(Beginning of MATERIAL SHOWN)

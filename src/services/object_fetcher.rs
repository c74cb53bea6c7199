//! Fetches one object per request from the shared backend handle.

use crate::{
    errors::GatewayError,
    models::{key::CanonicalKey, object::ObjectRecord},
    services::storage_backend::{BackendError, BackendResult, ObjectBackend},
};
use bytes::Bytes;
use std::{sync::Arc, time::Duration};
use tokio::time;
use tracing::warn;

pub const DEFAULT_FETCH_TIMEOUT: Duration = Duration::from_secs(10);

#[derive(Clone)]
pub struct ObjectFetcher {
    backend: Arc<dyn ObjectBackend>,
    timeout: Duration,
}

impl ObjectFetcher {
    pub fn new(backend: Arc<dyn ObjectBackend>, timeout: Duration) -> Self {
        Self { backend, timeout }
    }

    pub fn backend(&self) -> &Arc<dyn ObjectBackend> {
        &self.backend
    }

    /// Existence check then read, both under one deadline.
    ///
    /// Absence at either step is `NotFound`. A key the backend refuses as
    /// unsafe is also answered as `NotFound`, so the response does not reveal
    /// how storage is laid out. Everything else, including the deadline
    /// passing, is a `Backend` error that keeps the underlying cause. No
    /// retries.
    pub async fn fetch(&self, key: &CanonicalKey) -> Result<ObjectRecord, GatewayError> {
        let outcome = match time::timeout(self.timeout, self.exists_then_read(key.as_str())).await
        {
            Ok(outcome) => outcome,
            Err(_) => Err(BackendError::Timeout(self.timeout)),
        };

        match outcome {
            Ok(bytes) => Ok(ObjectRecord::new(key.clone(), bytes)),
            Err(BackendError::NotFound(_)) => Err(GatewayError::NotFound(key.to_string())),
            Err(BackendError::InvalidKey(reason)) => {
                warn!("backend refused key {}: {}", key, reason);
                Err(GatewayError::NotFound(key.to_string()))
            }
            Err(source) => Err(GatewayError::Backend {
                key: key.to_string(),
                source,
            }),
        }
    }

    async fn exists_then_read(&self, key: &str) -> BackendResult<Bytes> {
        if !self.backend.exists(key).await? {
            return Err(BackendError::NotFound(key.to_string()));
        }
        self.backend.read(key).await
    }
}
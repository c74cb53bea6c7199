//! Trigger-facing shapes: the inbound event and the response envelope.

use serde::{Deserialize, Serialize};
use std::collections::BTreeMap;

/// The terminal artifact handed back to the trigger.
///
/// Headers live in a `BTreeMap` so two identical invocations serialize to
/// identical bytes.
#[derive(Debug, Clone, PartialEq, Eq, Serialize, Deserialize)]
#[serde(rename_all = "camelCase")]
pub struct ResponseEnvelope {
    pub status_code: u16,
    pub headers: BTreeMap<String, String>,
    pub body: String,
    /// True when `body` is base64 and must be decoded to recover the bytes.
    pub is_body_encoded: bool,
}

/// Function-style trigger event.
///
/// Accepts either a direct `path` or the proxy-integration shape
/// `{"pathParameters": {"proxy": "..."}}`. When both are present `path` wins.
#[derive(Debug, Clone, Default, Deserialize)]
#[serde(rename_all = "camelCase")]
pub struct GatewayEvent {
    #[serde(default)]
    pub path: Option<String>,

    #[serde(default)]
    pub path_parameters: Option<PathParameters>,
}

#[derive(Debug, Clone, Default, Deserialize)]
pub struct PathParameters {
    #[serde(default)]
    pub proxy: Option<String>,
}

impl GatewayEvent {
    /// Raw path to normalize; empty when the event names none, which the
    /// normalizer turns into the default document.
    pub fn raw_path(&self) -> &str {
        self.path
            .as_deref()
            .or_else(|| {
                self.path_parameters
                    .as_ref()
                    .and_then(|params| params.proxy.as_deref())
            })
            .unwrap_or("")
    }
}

(End of MATERIAL SHOWN)
(Beginning of MATERIAL SHOWN)

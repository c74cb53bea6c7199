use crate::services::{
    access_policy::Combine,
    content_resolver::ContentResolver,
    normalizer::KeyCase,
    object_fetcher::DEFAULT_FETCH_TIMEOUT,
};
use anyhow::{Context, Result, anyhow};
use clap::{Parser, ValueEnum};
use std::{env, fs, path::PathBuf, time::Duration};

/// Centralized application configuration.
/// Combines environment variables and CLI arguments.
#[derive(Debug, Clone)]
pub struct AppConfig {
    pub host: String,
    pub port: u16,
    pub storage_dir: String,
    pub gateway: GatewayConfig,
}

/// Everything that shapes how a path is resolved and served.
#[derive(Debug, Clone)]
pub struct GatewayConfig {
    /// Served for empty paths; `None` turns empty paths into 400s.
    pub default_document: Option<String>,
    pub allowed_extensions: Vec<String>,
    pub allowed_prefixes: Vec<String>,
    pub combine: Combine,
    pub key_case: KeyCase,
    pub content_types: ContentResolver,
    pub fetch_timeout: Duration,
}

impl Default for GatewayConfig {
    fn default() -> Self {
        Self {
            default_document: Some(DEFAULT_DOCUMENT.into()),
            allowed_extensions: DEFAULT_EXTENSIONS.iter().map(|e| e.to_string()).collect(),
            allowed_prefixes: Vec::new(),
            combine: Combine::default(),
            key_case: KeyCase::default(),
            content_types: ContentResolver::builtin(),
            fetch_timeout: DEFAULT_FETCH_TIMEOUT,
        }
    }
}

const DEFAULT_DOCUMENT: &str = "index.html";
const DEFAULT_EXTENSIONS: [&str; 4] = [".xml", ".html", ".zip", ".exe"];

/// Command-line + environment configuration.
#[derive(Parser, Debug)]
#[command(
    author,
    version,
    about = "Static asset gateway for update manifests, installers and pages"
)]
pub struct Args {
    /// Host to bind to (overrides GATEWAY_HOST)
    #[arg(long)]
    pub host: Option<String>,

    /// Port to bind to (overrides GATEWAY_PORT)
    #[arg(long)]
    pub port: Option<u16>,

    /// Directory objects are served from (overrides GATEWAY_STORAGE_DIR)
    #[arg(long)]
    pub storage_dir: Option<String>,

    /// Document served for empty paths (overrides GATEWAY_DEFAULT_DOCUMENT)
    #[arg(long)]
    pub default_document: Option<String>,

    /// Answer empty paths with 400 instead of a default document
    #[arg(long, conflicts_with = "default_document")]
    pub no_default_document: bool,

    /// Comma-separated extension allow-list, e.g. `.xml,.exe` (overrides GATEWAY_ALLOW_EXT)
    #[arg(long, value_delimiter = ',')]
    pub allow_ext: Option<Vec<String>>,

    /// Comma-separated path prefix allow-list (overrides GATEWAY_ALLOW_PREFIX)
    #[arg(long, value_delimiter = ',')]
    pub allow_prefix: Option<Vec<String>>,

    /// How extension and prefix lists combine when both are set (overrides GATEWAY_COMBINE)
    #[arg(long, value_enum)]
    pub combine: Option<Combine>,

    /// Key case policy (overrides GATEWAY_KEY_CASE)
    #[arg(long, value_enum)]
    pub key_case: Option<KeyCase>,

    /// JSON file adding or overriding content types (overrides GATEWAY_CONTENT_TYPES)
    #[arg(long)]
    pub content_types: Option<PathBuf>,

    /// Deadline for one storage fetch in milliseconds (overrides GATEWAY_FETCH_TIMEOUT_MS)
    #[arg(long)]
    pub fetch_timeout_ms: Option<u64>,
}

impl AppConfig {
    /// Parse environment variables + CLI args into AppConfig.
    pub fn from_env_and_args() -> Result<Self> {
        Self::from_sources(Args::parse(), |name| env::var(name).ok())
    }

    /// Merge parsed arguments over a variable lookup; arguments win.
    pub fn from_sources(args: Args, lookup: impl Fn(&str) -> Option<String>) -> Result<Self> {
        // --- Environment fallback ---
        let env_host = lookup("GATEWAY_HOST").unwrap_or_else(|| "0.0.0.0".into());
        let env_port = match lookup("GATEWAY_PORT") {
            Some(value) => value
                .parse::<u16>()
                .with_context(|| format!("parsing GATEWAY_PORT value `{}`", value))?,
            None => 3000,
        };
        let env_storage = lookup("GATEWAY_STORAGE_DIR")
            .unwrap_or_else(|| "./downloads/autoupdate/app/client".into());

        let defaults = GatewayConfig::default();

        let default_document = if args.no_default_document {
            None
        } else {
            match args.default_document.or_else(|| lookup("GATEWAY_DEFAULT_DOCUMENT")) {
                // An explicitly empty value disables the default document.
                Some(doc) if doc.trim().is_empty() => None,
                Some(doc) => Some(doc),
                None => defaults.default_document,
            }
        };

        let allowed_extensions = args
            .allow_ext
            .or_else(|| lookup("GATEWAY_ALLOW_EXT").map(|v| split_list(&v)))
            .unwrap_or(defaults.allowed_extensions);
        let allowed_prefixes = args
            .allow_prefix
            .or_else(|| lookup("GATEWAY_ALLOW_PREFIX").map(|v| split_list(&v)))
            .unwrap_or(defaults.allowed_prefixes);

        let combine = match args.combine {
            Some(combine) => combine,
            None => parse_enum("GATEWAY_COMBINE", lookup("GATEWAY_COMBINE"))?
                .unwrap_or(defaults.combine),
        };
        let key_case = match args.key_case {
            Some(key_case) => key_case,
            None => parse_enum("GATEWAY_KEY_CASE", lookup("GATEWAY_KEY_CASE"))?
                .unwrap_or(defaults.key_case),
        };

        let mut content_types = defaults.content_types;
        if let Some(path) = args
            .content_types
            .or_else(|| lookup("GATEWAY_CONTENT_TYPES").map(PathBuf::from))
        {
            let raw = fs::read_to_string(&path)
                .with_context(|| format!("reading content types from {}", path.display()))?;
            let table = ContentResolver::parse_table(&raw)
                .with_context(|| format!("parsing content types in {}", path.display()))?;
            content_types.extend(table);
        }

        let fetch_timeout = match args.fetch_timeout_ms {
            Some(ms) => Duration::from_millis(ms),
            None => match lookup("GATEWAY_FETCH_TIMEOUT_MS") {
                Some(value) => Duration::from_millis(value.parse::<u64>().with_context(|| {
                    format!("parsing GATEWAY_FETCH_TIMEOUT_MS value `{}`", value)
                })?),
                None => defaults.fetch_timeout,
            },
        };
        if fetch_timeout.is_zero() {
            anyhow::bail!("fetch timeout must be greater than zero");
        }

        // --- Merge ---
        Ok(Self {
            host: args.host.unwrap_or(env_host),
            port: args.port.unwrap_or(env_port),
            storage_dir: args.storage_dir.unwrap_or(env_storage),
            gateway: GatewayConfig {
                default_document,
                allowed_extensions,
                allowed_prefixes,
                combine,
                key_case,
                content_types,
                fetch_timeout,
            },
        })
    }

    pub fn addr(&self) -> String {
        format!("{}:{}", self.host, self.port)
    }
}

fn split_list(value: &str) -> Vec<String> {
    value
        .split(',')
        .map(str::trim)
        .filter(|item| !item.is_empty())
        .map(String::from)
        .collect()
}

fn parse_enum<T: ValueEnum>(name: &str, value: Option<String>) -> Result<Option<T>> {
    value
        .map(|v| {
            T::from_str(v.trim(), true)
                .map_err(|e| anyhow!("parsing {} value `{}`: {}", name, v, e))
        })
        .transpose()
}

(End of MATERIAL SHOWN)

Identify the lines in the entries above that contain "anyhow", then copy them out.

### YOUR RESPONSE
use anyhow::{Context, Result, anyhow};
            anyhow::bail!("fetch timeout must be greater than zero");
                .map_err(|e| anyhow!("parsing {} value `{}`: {}", name, v, e))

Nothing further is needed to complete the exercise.